» YOUR OBJECTIVE
Whenever the word "ApiError" appears in a line of the listing, copy that line.

» ENTRIES SHOWN
--------------------------------------------------

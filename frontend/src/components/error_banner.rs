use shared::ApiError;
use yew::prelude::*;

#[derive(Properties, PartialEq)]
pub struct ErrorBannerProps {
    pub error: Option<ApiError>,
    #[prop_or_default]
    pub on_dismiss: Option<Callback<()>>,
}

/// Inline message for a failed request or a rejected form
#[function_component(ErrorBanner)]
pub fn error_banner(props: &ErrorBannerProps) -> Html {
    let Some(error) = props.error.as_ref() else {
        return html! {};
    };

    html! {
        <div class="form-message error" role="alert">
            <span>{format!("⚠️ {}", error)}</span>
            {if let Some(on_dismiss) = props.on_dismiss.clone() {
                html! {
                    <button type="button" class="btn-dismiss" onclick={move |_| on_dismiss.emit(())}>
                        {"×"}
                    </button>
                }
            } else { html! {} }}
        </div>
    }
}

--------------------------------------------------

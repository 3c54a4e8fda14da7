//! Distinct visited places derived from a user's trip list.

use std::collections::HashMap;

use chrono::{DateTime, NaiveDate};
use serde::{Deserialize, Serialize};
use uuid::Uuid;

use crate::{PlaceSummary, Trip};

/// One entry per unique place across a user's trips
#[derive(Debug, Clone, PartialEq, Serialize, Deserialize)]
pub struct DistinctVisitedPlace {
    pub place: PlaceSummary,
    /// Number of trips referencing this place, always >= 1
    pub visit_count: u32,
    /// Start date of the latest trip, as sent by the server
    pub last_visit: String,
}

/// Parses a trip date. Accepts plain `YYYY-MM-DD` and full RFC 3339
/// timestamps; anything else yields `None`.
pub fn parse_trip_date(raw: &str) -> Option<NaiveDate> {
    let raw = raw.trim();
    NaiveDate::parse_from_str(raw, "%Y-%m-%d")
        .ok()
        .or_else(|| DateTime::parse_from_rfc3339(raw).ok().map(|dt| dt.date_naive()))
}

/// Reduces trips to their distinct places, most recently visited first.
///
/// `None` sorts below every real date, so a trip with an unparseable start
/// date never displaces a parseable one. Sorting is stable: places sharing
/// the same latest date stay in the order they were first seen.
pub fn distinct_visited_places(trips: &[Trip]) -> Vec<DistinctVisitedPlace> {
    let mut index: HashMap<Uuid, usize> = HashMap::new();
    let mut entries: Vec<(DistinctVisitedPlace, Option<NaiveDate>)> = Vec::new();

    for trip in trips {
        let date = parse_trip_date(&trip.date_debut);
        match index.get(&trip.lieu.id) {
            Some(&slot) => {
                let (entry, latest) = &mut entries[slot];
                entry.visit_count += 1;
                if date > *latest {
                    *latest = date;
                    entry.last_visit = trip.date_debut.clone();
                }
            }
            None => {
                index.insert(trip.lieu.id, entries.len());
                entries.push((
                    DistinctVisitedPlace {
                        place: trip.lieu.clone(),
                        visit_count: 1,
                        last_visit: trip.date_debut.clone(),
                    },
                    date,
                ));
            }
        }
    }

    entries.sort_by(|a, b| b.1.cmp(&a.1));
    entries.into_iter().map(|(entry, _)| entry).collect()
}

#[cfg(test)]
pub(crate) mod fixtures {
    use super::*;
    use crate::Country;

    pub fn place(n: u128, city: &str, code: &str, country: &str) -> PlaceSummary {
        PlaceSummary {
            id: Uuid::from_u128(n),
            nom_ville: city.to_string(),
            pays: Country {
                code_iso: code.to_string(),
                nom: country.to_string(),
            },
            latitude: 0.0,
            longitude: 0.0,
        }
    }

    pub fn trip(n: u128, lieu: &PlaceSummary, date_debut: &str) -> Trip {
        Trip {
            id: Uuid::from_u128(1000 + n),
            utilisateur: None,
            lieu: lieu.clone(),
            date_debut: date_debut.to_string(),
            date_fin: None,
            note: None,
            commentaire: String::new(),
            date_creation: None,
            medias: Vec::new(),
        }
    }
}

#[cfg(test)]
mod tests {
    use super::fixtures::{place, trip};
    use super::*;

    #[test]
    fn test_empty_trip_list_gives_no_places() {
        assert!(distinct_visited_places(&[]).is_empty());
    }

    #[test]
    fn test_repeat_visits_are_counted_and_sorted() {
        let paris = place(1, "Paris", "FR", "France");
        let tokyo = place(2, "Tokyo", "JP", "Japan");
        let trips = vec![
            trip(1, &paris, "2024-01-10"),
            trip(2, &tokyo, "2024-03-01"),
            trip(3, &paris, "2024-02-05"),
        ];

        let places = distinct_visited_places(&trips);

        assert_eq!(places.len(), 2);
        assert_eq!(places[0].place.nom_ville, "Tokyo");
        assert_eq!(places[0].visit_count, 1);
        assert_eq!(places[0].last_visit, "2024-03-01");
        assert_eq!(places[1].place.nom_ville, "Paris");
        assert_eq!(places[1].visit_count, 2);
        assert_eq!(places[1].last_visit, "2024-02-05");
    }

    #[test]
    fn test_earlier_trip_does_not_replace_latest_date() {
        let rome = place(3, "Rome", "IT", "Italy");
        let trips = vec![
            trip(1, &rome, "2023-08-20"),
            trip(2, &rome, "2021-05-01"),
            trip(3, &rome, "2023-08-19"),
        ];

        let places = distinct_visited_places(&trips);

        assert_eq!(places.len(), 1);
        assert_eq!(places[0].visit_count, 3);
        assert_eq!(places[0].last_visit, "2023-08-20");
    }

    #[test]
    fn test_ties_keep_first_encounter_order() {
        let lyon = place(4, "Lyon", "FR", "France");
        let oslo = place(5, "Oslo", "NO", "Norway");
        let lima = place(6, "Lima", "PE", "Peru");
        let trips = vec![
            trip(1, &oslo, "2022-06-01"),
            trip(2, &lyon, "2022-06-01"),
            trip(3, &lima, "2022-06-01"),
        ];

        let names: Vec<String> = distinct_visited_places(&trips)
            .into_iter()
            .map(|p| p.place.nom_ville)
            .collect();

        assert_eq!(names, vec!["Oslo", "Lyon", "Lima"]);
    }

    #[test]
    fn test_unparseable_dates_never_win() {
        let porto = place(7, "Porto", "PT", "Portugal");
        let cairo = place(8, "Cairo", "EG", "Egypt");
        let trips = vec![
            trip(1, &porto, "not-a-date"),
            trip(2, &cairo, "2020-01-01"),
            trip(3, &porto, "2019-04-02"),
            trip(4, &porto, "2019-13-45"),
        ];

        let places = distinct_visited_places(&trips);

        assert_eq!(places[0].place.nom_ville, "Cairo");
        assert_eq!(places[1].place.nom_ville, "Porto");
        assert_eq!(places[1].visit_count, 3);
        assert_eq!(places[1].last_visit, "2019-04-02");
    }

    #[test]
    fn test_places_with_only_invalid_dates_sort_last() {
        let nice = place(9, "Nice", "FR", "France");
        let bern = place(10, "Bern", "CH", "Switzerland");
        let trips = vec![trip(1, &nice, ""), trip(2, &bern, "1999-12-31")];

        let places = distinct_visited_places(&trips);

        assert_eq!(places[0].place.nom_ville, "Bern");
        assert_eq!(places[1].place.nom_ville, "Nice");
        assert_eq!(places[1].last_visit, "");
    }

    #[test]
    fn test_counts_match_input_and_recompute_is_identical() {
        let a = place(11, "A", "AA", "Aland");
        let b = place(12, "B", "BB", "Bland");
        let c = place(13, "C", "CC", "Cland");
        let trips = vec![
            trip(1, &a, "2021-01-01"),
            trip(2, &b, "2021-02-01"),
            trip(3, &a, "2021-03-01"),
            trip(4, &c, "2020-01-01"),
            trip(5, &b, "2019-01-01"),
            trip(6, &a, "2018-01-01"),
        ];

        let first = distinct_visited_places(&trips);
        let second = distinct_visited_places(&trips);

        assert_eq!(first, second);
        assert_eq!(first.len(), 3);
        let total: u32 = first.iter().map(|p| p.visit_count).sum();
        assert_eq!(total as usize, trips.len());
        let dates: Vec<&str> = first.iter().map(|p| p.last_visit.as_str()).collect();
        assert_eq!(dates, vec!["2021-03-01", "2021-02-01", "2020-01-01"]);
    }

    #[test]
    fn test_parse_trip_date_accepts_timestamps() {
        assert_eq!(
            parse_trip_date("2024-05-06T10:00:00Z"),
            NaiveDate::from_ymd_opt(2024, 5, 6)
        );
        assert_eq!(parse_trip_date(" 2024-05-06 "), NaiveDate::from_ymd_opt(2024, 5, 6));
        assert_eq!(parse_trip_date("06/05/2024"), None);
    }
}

--------------------------------------------------

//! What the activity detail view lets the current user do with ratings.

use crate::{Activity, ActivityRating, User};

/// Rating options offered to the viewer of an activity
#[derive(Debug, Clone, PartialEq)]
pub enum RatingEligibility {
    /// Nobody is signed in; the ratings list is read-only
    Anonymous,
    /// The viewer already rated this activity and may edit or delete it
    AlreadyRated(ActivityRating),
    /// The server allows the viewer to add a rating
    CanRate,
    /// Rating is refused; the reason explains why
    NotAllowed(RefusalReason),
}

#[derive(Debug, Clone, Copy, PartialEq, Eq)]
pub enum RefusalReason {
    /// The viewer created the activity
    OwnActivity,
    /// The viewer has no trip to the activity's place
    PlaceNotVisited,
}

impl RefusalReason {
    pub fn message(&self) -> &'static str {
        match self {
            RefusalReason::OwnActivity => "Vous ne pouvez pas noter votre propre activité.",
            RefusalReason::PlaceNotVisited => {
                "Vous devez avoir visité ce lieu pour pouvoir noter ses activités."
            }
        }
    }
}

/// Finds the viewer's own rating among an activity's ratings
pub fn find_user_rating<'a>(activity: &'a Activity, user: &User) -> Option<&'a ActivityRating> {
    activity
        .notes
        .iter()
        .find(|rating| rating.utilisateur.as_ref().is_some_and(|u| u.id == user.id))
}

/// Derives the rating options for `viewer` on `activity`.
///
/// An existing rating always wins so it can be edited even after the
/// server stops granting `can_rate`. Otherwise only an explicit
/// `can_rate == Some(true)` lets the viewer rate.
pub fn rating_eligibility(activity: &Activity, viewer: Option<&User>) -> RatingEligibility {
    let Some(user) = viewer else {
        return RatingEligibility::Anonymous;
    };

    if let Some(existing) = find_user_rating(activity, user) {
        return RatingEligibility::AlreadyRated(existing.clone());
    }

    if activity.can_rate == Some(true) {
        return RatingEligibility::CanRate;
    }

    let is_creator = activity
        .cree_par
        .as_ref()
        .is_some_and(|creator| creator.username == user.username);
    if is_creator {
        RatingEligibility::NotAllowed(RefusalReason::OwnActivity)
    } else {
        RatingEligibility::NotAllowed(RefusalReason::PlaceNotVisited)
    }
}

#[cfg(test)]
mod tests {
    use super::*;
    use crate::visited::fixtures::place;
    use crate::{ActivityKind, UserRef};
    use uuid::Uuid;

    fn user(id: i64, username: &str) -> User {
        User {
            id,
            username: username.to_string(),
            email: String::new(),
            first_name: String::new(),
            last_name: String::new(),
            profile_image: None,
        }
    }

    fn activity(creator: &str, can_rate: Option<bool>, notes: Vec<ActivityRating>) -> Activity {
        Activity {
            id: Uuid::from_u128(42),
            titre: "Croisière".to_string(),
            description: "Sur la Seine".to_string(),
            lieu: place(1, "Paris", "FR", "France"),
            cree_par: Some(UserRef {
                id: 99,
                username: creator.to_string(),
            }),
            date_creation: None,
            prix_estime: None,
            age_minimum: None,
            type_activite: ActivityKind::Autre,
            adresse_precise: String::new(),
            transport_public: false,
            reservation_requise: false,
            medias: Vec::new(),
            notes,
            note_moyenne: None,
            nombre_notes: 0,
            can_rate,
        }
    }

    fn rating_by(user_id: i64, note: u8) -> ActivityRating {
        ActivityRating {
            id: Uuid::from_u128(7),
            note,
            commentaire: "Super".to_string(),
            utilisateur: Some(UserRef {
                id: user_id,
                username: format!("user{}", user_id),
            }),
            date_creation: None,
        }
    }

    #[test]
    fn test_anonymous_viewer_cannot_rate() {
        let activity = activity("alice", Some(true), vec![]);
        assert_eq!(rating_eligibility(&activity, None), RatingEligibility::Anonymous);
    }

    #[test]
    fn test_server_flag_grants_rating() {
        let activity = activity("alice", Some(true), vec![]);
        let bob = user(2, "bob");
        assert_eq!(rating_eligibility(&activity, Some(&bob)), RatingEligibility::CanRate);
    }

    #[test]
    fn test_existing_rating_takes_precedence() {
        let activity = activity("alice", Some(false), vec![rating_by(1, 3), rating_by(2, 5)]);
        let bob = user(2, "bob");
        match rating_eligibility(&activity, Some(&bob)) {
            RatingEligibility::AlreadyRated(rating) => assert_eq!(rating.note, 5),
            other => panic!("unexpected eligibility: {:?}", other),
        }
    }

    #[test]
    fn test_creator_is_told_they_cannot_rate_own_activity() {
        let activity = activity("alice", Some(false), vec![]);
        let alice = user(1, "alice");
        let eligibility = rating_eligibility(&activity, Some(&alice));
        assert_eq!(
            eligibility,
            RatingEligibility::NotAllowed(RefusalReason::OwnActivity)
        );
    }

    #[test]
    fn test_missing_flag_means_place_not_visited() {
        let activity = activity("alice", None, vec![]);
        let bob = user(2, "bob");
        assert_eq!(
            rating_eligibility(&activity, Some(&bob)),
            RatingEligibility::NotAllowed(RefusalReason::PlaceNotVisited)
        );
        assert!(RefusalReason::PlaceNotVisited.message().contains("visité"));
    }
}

--------------------------------------------------

» RESULT FOR THIS EXERCISE
use shared::ApiError;
    pub error: Option<ApiError>,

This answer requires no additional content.